Fig. 3.

Mapping the membrane association interface of the MC-KRAS:RBD–CRD complex. (A) Schematic diagram of the experimental system to determine membrane interfaces of MC-KRAS:RBD–CRD. Gd³⁺ was chelated on a lipid head group and incorporated into a nanodisc-bound lipid bilayer. The resulting PRE on KRAS and RBD–CRD (alone and in complex) identified residues proximal to the membrane surface (e.g., KRAS L133, Right). Functionalized lipids 1,2-distearoyl-sn-glycero-3-phosphoethanolamine (PE)-N-diethylenetriaminepentaacetic acid (DTPA, red) and PE-maleimide (green) were used to chelate Gd³⁺ or crosslink KRAS, respectively. (B) Estimated ¹H_N-Γ₂ rates induced by Gd³⁺ on amide resonances of RBD–CRD in the presence (red) or absence (green) of KRAS tethered to the nanodisc (ND). (C) Structural models of the KRAS:RBD–CRD complex on the membrane.
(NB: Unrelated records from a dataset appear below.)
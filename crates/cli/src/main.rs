use std::path::PathBuf;
use std::str::FromStr;

use anyhow::{anyhow, bail, Result};
use clap::{Args, Parser, Subcommand, ValueEnum};
use tokio::signal;
use tracing::{info, warn};
use zenith_api::{
    BuildHandle, BuildOutcome, BuildReport, BuildRequest, BuildTarget, Credential, Engine, HardwareProfile, OutputLine,
    RemoteTarget, ResetHandle, ResetReport, Secret, ZenithApi,
};

#[derive(Parser, Debug)]
#[command(name = "zenithctl", version, about = "Zenith build orchestration")]
struct Cli {
    /// Output format
    #[arg(short = 'o', long = "output", value_enum, global = true, default_value_t = Output::Human)]
    output: Output,

    /// Project root (the directory holding android/ and ios/)
    #[arg(short = 'C', long = "project", global = true, default_value = ".")]
    project: PathBuf,

    #[command(subcommand)]
    command: Commands,
}

#[derive(Copy, Clone, Debug, Eq, PartialEq, ValueEnum)]
enum Output { Human, Json }

#[derive(Copy, Clone, Debug, Eq, PartialEq, ValueEnum)]
enum Target { Apk, Aab, Simulator, Device }

impl From<Target> for BuildTarget {
    fn from(t: Target) -> Self {
        match t {
            Target::Apk => BuildTarget::Apk,
            Target::Aab => BuildTarget::Aab,
            Target::Simulator => BuildTarget::Simulator,
            Target::Device => BuildTarget::Device,
        }
    }
}

/// Satellite connection settings.
#[derive(Args, Debug, Clone)]
struct RemoteArgs {
    /// Satellite host, optionally `host:port`
    #[arg(long = "host", env = "ZENITH_REMOTE_HOST")]
    host: Option<String>,
    #[arg(long = "user", env = "ZENITH_REMOTE_USER")]
    user: Option<String>,
    /// Project path on the satellite
    #[arg(long = "remote-path", env = "ZENITH_REMOTE_PATH")]
    remote_path: Option<String>,
    /// Xcode scheme (the workspace is `<scheme>.xcworkspace`)
    #[arg(long = "scheme", env = "ZENITH_REMOTE_SCHEME", default_value = "App")]
    scheme: String,
    /// Private key for key authentication
    #[arg(long = "key", env = "ZENITH_REMOTE_KEY")]
    key: Option<PathBuf>,
}

impl RemoteArgs {
    fn target(&self) -> Result<RemoteTarget> {
        let host = self.host.clone().ok_or_else(|| anyhow!("--host is required for a satellite session"))?;
        // passwords are never taken from argv
        let password = std::env::var("ZENITH_REMOTE_PASSWORD").ok();
        let credential = match (&self.key, password) {
            (Some(key), _) => Credential::KeyFile(key.clone()),
            (None, Some(pw)) => Credential::Password(Secret::new(pw)),
            (None, None) => bail!("either --key or ZENITH_REMOTE_PASSWORD is required"),
        };
        Ok(RemoteTarget {
            host,
            user: self.user.clone().unwrap_or_default(),
            credential,
            remote_project_path: self.remote_path.clone().unwrap_or_default(),
            scheme: self.scheme.clone(),
        })
    }
}

#[derive(Subcommand, Debug)]
enum Commands {
    /// Show the host hardware plan
    Profile,
    /// Build the project locally, or on the satellite with --host
    Build {
        #[arg(long = "target", value_enum, default_value_t = Target::Apk)]
        target: Target,
        /// Parallel, cached, incremental build that skips lint and tests
        #[arg(long = "turbo")]
        turbo: bool,
        /// Archive into this directory instead of <project>/zenith_builds
        #[arg(long = "out")]
        out: Option<PathBuf>,
        #[command(flatten)]
        remote: RemoteArgs,
    },
    /// Manage archived artifacts
    Archive {
        #[command(subcommand)]
        action: ArchiveAction,
        #[arg(long = "out", global = true)]
        out: Option<PathBuf>,
    },
    /// Wipe and rebuild the satellite's iOS environment
    Reset {
        #[command(flatten)]
        remote: RemoteArgs,
    },
    /// Start the Gradle daemon in the background
    Prewarm,
    /// Find Android app roots around the project path
    Scan,
}

#[derive(Subcommand, Debug, Clone, Copy)]
enum ArchiveAction {
    /// Print the archive directory
    Locate,
    Ls,
    Clear,
}

fn init_tracing() {
    let env = std::env::var("ZENITH_LOG").unwrap_or_else(|_| "info".to_string());
    let filter = tracing_subscriber::EnvFilter::from_str(&env).unwrap_or_else(|_| tracing_subscriber::EnvFilter::new("info"));
    // stdout carries build output
    tracing_subscriber::fmt().with_env_filter(filter).with_target(true).with_writer(std::io::stderr).init();
}

fn init_metrics() {
    if let Ok(addr) = std::env::var("ZENITH_METRICS_ADDR") {
        if let Ok(sock) = addr.parse::<std::net::SocketAddr>() {
            let builder = metrics_exporter_prometheus::PrometheusBuilder::new();
            match builder.with_http_listener(sock).install() {
                Ok(_) => info!(addr = %addr, "Prometheus metrics exporter listening"),
                Err(e) => warn!(error = %e, "failed to install metrics exporter"),
            }
        } else {
            warn!(addr = %addr, "invalid ZENITH_METRICS_ADDR; expected host:port");
        }
    }
}

fn print_profile(hw: &HardwareProfile, output: Output) -> Result<()> {
    match output {
        Output::Human => {
            println!("cores     {}", hw.cpu_cores);
            println!("ram       {} MiB", hw.total_ram_bytes / (1024 * 1024));
            println!("workers   {}", hw.max_workers);
            println!("heap      {} MiB", hw.heap_mib());
        }
        Output::Json => println!("{}", serde_json::to_string_pretty(hw)?),
    }
    Ok(())
}

fn print_line(line: &OutputLine, output: Output) -> Result<()> {
    match output {
        Output::Human => println!("[{:>3.0}%] {}", line.progress, line.text),
        Output::Json => println!("{}", serde_json::to_string(line)?),
    }
    Ok(())
}

/// Stream the session to stdout. Ctrl-C aborts once; the result is still awaited.
async fn drive<T>(api: &Engine, mut rx: tokio::sync::mpsc::Receiver<OutputLine>, result: tokio::sync::oneshot::Receiver<T>, output: Output) -> Result<T> {
    let mut aborted = false;
    loop {
        tokio::select! {
            line = rx.recv() => match line {
                Some(l) => print_line(&l, output)?,
                None => break,
            },
            _ = signal::ctrl_c(), if !aborted => {
                aborted = true;
                warn!("interrupt received; aborting session");
                api.abort().await?;
            }
        }
    }
    result.await.map_err(|_| anyhow!("session ended without reporting a result"))
}

fn report_outcome(outcome: &BuildOutcome) -> Result<()> {
    match outcome {
        BuildOutcome::Success { artifact, archive_error } => {
            match artifact {
                Some(a) => eprintln!("build succeeded: {}", a.final_path.display()),
                None => eprintln!("build succeeded"),
            }
            if let Some(e) = archive_error {
                eprintln!("warning: artifact not archived: {}", e);
            }
            Ok(())
        }
        BuildOutcome::Failure { error, diagnostic_log_path } => {
            if let Some(hint) = error.hint() {
                eprintln!("hint: {}", hint);
            }
            if let Some(p) = diagnostic_log_path {
                eprintln!("full log: {}", p.display());
            }
            bail!("build failed: {}", error)
        }
        BuildOutcome::Cancelled => bail!("build cancelled"),
    }
}

async fn run_build(api: &Engine, request: BuildRequest, output: Output) -> Result<()> {
    let BuildHandle { session_id, rx, result } = api.request_build(request).await?;
    info!(session = %session_id, "build started");
    let report: BuildReport = drive(api, rx, result, output).await?;
    if output == Output::Json {
        println!("{}", serde_json::to_string(&report)?);
    }
    if report.dropped > 0 {
        warn!(dropped = report.dropped, "output lines were skipped on the console");
    }
    report_outcome(&report.outcome)
}

async fn run_reset(api: &Engine, target: RemoteTarget, output: Output) -> Result<()> {
    let ResetHandle { session_id, rx, result } = api.remote_reset(target).await?;
    info!(session = %session_id, "reset started");
    let report: ResetReport = drive(api, rx, result, output).await?;
    if output == Output::Json {
        println!("{}", serde_json::to_string(&report)?);
    }
    if !report.failed_steps.is_empty() {
        eprintln!("steps with failures: {:?}", report.failed_steps);
    }
    report_outcome(&report.outcome)
}

#[tokio::main]
async fn main() -> Result<()> {
    init_tracing();
    init_metrics();
    let cli = Cli::parse();
    let api = Engine::from_env();

    match cli.command {
        Commands::Profile => print_profile(&api.profile().await?, cli.output)?,
        Commands::Build { target, turbo, out, remote } => {
            let target = BuildTarget::from(target);
            let mut request = if remote.host.is_some() {
                BuildRequest::remote(&cli.project, target, remote.target()?)
            } else {
                BuildRequest::local(&cli.project, target)
            };
            request = request.with_turbo(turbo);
            if let Some(out) = out {
                request = request.with_output(out);
            }
            run_build(&api, request, cli.output).await?
        }
        Commands::Archive { action, out } => {
            // only `locate` may create the managed dir
            let dir = match action {
                ArchiveAction::Locate => api.archive_locate(&cli.project, out.as_deref()).await?,
                ArchiveAction::Ls | ArchiveAction::Clear => api.archive_dir(&cli.project, out.as_deref()).await?,
            };
            match action {
                ArchiveAction::Locate => match cli.output {
                    Output::Human => println!("{}", dir.display()),
                    Output::Json => println!("{}", serde_json::json!({ "dir": dir })),
                },
                ArchiveAction::Ls => {
                    let entries = api.archive_list(&dir).await?;
                    match cli.output {
                        Output::Human => {
                            for e in entries {
                                println!("{}\t{}\t{}", e.modified_ts, e.bytes, e.path.display());
                            }
                        }
                        Output::Json => println!("{}", serde_json::to_string_pretty(&entries)?),
                    }
                }
                ArchiveAction::Clear => {
                    let removed = api.archive_clear(&dir).await?;
                    match cli.output {
                        Output::Human => println!("removed {} artifact(s) from {}", removed, dir.display()),
                        Output::Json => println!("{}", serde_json::json!({ "dir": dir, "removed": removed })),
                    }
                }
            }
        }
        Commands::Reset { remote } => run_reset(&api, remote.target()?, cli.output).await?,
        Commands::Prewarm => api.prewarm(&cli.project).await?,
        Commands::Scan => {
            let found = api.scan_projects(&cli.project).await?;
            match cli.output {
                Output::Human => {
                    for p in &found {
                        println!("{}", p.display());
                    }
                    if found.is_empty() {
                        eprintln!("no Android projects found");
                    }
                }
                Output::Json => println!("{}", serde_json::to_string_pretty(&found)?),
            }
        }
    }
    Ok(())
}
Isotopic probes are shown in orange and red according to severity of broadening. State A represents a major cluster based on strong PRE restraints while state B represents an alternate conformation that satisfies restraints from intermediate PRE effects. Two CRD bound zinc ions are shown as large spheres colored pink or blue and connected by an arrow to indicate the orientation of CRD.